§ **WORK ITEM**
The answer is every line in the data below that contains the word "bool".

*-*-*

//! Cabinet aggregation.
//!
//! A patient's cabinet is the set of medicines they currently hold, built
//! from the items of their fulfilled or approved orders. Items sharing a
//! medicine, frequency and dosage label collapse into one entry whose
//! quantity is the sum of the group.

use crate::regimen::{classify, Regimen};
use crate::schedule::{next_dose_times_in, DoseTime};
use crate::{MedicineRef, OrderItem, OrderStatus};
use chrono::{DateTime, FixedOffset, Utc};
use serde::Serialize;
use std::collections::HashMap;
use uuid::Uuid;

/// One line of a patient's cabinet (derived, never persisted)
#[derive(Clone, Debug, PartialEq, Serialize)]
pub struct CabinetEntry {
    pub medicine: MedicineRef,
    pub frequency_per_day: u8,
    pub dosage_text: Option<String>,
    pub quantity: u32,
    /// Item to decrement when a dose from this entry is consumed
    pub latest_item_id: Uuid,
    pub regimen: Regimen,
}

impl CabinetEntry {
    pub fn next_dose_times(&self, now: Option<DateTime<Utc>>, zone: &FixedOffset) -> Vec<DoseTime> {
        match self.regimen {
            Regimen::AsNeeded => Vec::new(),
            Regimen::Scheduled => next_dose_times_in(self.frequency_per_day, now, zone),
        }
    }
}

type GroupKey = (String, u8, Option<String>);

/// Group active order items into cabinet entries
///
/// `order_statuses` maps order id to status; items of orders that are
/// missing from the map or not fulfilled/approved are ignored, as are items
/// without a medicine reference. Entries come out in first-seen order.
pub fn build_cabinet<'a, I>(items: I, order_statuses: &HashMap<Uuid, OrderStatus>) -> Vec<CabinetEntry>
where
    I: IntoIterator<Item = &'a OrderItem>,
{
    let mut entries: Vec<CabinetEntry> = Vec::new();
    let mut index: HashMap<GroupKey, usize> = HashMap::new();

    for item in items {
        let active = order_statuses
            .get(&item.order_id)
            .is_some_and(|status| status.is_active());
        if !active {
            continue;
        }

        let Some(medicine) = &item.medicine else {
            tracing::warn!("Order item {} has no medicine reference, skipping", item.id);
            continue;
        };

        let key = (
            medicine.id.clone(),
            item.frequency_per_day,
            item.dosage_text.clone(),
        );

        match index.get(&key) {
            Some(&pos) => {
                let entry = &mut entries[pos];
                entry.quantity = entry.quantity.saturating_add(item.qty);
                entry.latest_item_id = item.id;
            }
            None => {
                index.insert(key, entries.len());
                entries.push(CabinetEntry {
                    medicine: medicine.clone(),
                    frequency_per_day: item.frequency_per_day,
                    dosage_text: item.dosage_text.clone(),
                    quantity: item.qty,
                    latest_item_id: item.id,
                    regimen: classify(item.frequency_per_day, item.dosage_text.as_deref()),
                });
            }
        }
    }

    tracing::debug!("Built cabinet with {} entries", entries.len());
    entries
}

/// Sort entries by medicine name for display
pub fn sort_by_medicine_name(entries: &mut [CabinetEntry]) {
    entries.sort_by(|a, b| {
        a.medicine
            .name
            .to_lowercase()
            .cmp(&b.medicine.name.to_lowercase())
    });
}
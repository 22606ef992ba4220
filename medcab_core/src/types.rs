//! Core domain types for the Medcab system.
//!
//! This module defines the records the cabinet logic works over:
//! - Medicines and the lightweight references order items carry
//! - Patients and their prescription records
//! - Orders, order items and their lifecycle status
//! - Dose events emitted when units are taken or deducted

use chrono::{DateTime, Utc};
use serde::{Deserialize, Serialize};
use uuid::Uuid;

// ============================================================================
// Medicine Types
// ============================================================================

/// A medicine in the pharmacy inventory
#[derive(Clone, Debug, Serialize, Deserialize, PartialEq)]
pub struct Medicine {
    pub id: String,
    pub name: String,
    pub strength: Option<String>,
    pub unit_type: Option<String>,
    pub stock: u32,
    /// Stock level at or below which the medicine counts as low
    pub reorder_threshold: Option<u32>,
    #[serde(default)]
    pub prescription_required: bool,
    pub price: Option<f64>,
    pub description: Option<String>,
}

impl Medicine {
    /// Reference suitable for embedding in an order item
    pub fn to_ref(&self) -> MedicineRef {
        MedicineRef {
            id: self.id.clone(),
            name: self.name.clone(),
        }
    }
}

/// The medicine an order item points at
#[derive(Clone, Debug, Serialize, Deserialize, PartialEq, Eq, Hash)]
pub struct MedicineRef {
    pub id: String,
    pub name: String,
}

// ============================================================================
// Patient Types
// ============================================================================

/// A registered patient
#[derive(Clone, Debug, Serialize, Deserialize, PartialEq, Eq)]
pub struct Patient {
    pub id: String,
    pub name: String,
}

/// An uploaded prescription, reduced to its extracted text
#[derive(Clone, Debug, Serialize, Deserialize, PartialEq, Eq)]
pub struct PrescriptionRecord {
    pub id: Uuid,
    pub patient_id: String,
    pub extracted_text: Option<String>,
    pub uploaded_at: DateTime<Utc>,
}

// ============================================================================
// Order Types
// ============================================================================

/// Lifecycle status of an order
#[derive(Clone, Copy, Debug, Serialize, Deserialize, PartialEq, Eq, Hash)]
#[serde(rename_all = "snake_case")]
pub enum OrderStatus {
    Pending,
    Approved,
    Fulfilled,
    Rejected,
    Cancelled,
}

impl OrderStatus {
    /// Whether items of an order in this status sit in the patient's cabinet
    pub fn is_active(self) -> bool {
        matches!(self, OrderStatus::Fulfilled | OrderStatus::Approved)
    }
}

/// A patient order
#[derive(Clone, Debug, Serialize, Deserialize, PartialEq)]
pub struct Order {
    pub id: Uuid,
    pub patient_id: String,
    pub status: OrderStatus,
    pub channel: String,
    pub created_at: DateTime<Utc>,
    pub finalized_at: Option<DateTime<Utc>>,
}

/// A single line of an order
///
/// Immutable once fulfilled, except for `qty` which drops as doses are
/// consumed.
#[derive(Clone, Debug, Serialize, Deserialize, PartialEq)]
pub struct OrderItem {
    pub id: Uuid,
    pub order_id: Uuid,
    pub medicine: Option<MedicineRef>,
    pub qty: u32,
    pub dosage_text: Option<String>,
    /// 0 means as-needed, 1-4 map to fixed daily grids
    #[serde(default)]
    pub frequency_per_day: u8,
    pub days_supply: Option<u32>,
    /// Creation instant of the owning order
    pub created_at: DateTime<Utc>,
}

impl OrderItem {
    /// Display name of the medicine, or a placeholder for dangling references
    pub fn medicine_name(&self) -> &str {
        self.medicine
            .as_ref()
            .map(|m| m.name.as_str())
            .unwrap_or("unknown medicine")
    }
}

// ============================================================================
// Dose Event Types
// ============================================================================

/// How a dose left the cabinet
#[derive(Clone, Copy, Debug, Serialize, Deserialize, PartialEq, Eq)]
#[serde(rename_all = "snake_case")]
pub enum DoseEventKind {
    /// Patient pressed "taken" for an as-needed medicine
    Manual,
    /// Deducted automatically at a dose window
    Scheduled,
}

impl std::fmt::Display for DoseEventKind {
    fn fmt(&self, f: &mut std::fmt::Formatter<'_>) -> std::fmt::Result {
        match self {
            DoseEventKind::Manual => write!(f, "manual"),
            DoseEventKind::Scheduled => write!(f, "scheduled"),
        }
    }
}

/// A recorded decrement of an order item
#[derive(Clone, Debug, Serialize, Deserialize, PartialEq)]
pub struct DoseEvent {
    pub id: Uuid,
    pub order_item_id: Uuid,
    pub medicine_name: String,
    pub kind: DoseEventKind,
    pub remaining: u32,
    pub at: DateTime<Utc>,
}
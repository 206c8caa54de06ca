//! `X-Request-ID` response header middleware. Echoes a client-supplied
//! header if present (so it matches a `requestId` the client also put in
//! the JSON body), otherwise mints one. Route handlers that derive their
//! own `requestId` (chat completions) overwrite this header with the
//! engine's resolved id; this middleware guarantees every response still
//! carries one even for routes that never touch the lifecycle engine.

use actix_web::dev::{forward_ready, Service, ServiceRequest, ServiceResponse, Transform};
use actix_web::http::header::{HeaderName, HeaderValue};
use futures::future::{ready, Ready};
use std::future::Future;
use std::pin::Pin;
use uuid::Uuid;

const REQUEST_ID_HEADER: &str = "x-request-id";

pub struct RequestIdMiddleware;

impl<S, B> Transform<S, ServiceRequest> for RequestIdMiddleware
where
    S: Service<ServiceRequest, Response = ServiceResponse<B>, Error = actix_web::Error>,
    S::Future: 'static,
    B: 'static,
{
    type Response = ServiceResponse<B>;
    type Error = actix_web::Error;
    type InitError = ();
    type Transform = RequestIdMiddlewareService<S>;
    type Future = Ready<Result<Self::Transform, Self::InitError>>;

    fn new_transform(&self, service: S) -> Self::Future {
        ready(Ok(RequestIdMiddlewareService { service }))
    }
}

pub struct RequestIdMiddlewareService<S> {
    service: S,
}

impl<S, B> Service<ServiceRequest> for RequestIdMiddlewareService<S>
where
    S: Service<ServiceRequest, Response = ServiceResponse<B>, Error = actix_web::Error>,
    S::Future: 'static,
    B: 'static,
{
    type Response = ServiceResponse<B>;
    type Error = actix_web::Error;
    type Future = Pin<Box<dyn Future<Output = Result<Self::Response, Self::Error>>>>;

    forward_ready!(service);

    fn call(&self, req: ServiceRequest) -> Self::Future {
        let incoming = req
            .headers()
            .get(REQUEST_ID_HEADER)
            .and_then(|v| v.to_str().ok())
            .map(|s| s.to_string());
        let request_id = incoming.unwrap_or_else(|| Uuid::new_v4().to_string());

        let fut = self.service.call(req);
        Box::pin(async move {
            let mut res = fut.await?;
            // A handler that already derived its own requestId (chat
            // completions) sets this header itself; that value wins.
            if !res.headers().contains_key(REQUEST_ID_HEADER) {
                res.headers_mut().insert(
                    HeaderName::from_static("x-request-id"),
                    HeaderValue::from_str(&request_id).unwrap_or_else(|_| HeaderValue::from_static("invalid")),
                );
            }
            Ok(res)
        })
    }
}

*-*-*

§ **RESULT OF THIS EXERCISE**
    pub prescription_required: bool,
    pub fn is_active(self) -> bool {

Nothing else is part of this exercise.